What is being asked: When the line with "a grid vertex." appears below, start repeating lines exactly, and keep going through the line with "if i == max"; add nothing outside that span.

⟨

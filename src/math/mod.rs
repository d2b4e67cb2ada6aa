//! Surface frames of the height field.
//!
//! Normals and tangents are derived from finite differences of a tile's height cache.
//! Interior vertices use central differences. Vertices on the outer border would pick up
//! the discontinuity towards the neighbouring (coarser or finer) tile, which is why tiles
//! are shaded in *skip border* mode: the two outermost rows and columns on each side use
//! one-sided differences that reach one sample further into the tile.

use bevy::math::{DVec2, DVec3, Vec3, Vec4};
use ndarray::Array2;

/// The normal and tangent of the surface at a grid vertex.
#[derive(Clone, Copy, Debug, PartialEq)]
pub struct SurfaceFrame {
    pub normal: Vec3,
    /// The `w` component is always zero.
    pub tangent: Vec4,
}

/// Computes the height difference and the covered distance along one grid axis.
///
/// `i` is the vertex index along the axis, `max` the number of cells along it and
/// `h` looks up the height at another index of the same grid line.
fn axis_difference(
    i: usize,
    max: usize,
    step: f64,
    skip_border: bool,
    h: impl Fn(usize) -> f64,
) -> (f64, f64) {
    if skip_border {
        debug_assert!(max >= 3, "Skipping borders requires at least three cells.");

        if i > 1 && i + 2 < max {
            (h(i + 1) - h(i - 1), 2.0 * step)
        } else if i == 0 || i == 1 {
            (h(2) - h(1), step)
        } else if i + 1 == max {
            (h(i - 1) - h(i - 2), step)
        } else {
            (h(i) - h(i - 1), step)
        }
    } else if i == 0 {
        (h(1) - h(0), step)
    } else if i == max {
        (h(max) - h(max - 1), step)
    } else {
        (h(i + 1) - h(i - 1), 2.0 * step)
    }
}

/// Computes the surface frame at the vertex `(x, y)` of a height cache indexed `[row, column]`.
pub fn surface_frame(
    heights: &Array2<f64>,
    x: usize,
    y: usize,
    step: DVec2,
    skip_border: bool,
) -> SurfaceFrame {
    let (rows, cols) = heights.dim();

    let (dz_x, dx) = axis_difference(x, cols - 1, step.x, skip_border, |i| heights[[y, i]]);
    let (dz_y, dy) = axis_difference(y, rows - 1, step.y, skip_border, |i| heights[[i, x]]);

    let normal = DVec3::new(dx, 0.0, dz_x)
        .cross(DVec3::new(0.0, dy, dz_y))
        .normalize();
    let tangent = DVec3::new(dx, dy, dz_x + dz_y).normalize();

    SurfaceFrame {
        normal: normal.as_vec3(),
        tangent: tangent.as_vec3().extend(0.0),
    }
}
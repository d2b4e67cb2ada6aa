use crate::{render::TerrainVertex, terrain_data::tile_tree::TerrainStats};
use std::sync::{
    atomic::{AtomicBool, Ordering},
    Mutex, PoisonError, TryLockError,
};

/// A complete copy of the geometry the refiner produced, ready to be uploaded.
#[derive(Clone, Debug, Default)]
pub struct GeometrySnapshot {
    /// The index block of the root tile, including its holes.
    pub root_indices: Vec<u32>,
    /// The used prefix of the high resolution vertex buffer.
    pub vertices: Vec<TerrainVertex>,
    /// The used prefix of the high resolution index buffer.
    pub indices: Vec<u32>,
    /// The number of active sub tiles.
    pub tile_count: usize,
    /// The refinement counters at the time of the snapshot.
    pub stats: TerrainStats,
}

/// Hands the latest value of a single producer over to a single consumer.
///
/// The producer writes into the slot while holding the short swap lock and raises the
/// fresh flag. The consumer never blocks: it only takes the value if the lock is free
/// and the flag is raised, by swapping its own box with the slot.
/// Values that are published twice before being taken are overwritten.
pub struct SnapshotMailbox<T> {
    latest: Mutex<Box<T>>,
    fresh: AtomicBool,
}

impl<T: Default> Default for SnapshotMailbox<T> {
    fn default() -> Self {
        Self::new(T::default())
    }
}

impl<T> SnapshotMailbox<T> {
    pub fn new(value: T) -> Self {
        Self {
            latest: Mutex::new(Box::new(value)),
            fresh: AtomicBool::new(false),
        }
    }

    /// Overwrites the slot in place and marks it as fresh.
    pub fn publish_with(&self, write: impl FnOnce(&mut T)) {
        let mut latest = self.latest.lock().unwrap_or_else(PoisonError::into_inner);

        write(&mut latest);
        self.fresh.store(true, Ordering::Release);
    }

    /// Swaps `target` with the slot if a fresh value is available and the lock is free.
    ///
    /// Returns whether `target` now holds a new value.
    pub fn try_take(&self, target: &mut Box<T>) -> bool {
        if !self.fresh.load(Ordering::Acquire) {
            return false;
        }

        let mut latest = match self.latest.try_lock() {
            Ok(latest) => latest,
            Err(TryLockError::Poisoned(error)) => error.into_inner(),
            Err(TryLockError::WouldBlock) => return false,
        };

        if self.fresh.swap(false, Ordering::AcqRel) {
            std::mem::swap(&mut *latest, target);
            true
        } else {
            false
        }
    }

    /// Whether a value was published that has not been taken yet.
    pub fn is_fresh(&self) -> bool {
        self.fresh.load(Ordering::Acquire)
    }
}

#[cfg(test)]
mod tests {
    use super::*;
    use std::{sync::Arc, thread};

    #[test]
    fn take_only_fresh_values() {
        let mailbox = SnapshotMailbox::new(0);
        let mut target = Box::new(0);

        assert!(!mailbox.try_take(&mut target));

        mailbox.publish_with(|value| *value = 7);
        assert!(mailbox.is_fresh());
        assert!(mailbox.try_take(&mut target));
        assert_eq!(*target, 7);

        assert!(!mailbox.try_take(&mut target));
        assert_eq!(*target, 7);
    }

    #[test]
    fn latest_value_wins() {
        let mailbox = SnapshotMailbox::<Vec<u32>>::default();
        let mut target = Box::default();

        mailbox.publish_with(|value| value.push(1));
        mailbox.publish_with(|value| value.push(2));

        assert!(mailbox.try_take(&mut target));
        assert_eq!(*target, vec![1, 2]);
    }

    #[test]
    fn locked_slot_does_not_block() {
        let mailbox = SnapshotMailbox::new(1);
        let mut target = Box::new(0);

        mailbox.publish_with(|value| *value = 2);

        let guard = mailbox.latest.lock().unwrap();
        assert!(!mailbox.try_take(&mut target));
        drop(guard);

        assert!(mailbox.try_take(&mut target));
        assert_eq!(*target, 2);
    }

    #[test]
    fn snapshots_are_complete() {
        let mailbox = Arc::new(SnapshotMailbox::<GeometrySnapshot>::default());

        let producer = {
            let mailbox = mailbox.clone();
            thread::spawn(move || {
                for count in 1..200 {
                    mailbox.publish_with(|snapshot| {
                        snapshot.tile_count = count;
                        snapshot.indices.clear();
                        snapshot.indices.resize(count, count as u32);
                    });
                }
            })
        };

        let mut target = Box::default();
        let mut last = 0;

        while !producer.is_finished() || mailbox.is_fresh() {
            if mailbox.try_take(&mut target) {
                assert_eq!(target.indices.len(), target.tile_count);
                assert!(target.indices.iter().all(|&index| index as usize == target.tile_count));
                assert!(target.tile_count > last);
                last = target.tile_count;
            }
        }

        producer.join().unwrap();
    }
}
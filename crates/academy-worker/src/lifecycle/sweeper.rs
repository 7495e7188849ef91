//! Runs one lifecycle sweep end to end.

use std::sync::Arc;

use chrono::{DateTime, Utc};
use tracing::{debug, info};

use academy_core::events::{DomainEvent, SystemEvent};
use academy_core::result::AppResult;
use academy_core::traits::{EventPublisher, SweepLock, publish_or_warn};

use super::evaluator::LifecycleEvaluator;
use super::executor::TransitionExecutor;
use super::report::SweepReport;
use super::{RunMode, Sweep};

/// Lock, evaluate, apply or preview, report.
#[derive(Clone)]
pub struct LifecycleSweeper {
    evaluator: LifecycleEvaluator,
    executor: TransitionExecutor,
    lock: Arc<dyn SweepLock>,
    events: Arc<dyn EventPublisher>,
}

impl LifecycleSweeper {
    /// Creates a new sweeper.
    pub fn new(
        evaluator: LifecycleEvaluator,
        executor: TransitionExecutor,
        lock: Arc<dyn SweepLock>,
        events: Arc<dyn EventPublisher>,
    ) -> Self {
        Self {
            evaluator,
            executor,
            lock,
            events,
        }
    }

    /// Run `sweep` at `as_of`.
    ///
    /// Apply runs hold the sweep's lock for the whole batch; when another
    /// holder has it the report comes back with `locked` set and nothing
    /// evaluated. Dry runs never write and do not take the lock.
    pub async fn run(&self, sweep: Sweep, as_of: DateTime<Utc>, mode: RunMode) -> AppResult<SweepReport> {
        let _lease = if mode.is_apply() {
            match self.lock.try_acquire(sweep.command_name()).await? {
                Some(lease) => Some(lease),
                None => {
                    info!(sweep = %sweep, "Sweep already running elsewhere, skipped");
                    return Ok(SweepReport::skipped_locked(sweep, as_of, mode));
                }
            }
        } else {
            None
        };

        info!(sweep = %sweep, %as_of, mode = ?mode, "Sweep started");

        let evaluation = self.evaluator.evaluate(sweep, as_of).await?;
        let mut report = SweepReport::new(sweep, as_of, mode);
        report.record_candidates(&evaluation.candidates);
        report.record_skipped(&evaluation.skipped, evaluation.already_notified);

        for candidate in &evaluation.candidates {
            debug!(
                subscription_id = %candidate.subscription.id,
                action = %candidate.action,
                reason = %candidate.reason,
                "Processing candidate"
            );
            let outcome = self.executor.apply(candidate, mode, as_of).await;
            report.record_outcome(candidate, &outcome);
        }

        let summary = &report.summary;
        info!(
            sweep = %sweep,
            candidates = summary.candidates,
            applied = summary.applied,
            previewed = summary.previewed,
            skipped = summary.skipped,
            errors = summary.errors,
            "Sweep finished"
        );

        if mode.is_apply() {
            publish_or_warn(
                self.events.as_ref(),
                DomainEvent::at(
                    as_of,
                    SystemEvent::SweepCompleted {
                        sweep: report.sweep.clone(),
                        candidates: summary.candidates,
                        applied: summary.applied,
                        errors: summary.errors,
                    }
                    .into(),
                ),
            )
            .await;
        }

        Ok(report)
    }
}

impl std::fmt::Debug for LifecycleSweeper {
    fn fmt(&self, f: &mut std::fmt::Formatter<'_>) -> std::fmt::Result {
        f.debug_struct("LifecycleSweeper")
            .field("lock", &self.lock)
            .finish_non_exhaustive()
    }
}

⟩

Your solution:
/// The normal and tangent of the surface at a grid vertex.
#[derive(Clone, Copy, Debug, PartialEq)]
pub struct SurfaceFrame {
    pub normal: Vec3,
    /// The `w` component is always zero.
    pub tangent: Vec4,
}

/// Computes the height difference and the covered distance along one grid axis.
///
/// `i` is the vertex index along the axis, `max` the number of cells along it and
/// `h` looks up the height at another index of the same grid line.
fn axis_difference(
    i: usize,
    max: usize,
    step: f64,
    skip_border: bool,
    h: impl Fn(usize) -> f64,
) -> (f64, f64) {
    if skip_border {
        debug_assert!(max >= 3, "Skipping borders requires at least three cells.");

        if i > 1 && i + 2 < max {
            (h(i + 1) - h(i - 1), 2.0 * step)
        } else if i == 0 || i == 1 {
            (h(2) - h(1), step)
        } else if i + 1 == max {
            (h(i - 1) - h(i - 2), step)
        } else {
            (h(i) - h(i - 1), step)
        }
    } else if i == 0 {
        (h(1) - h(0), step)
    } else if i == max {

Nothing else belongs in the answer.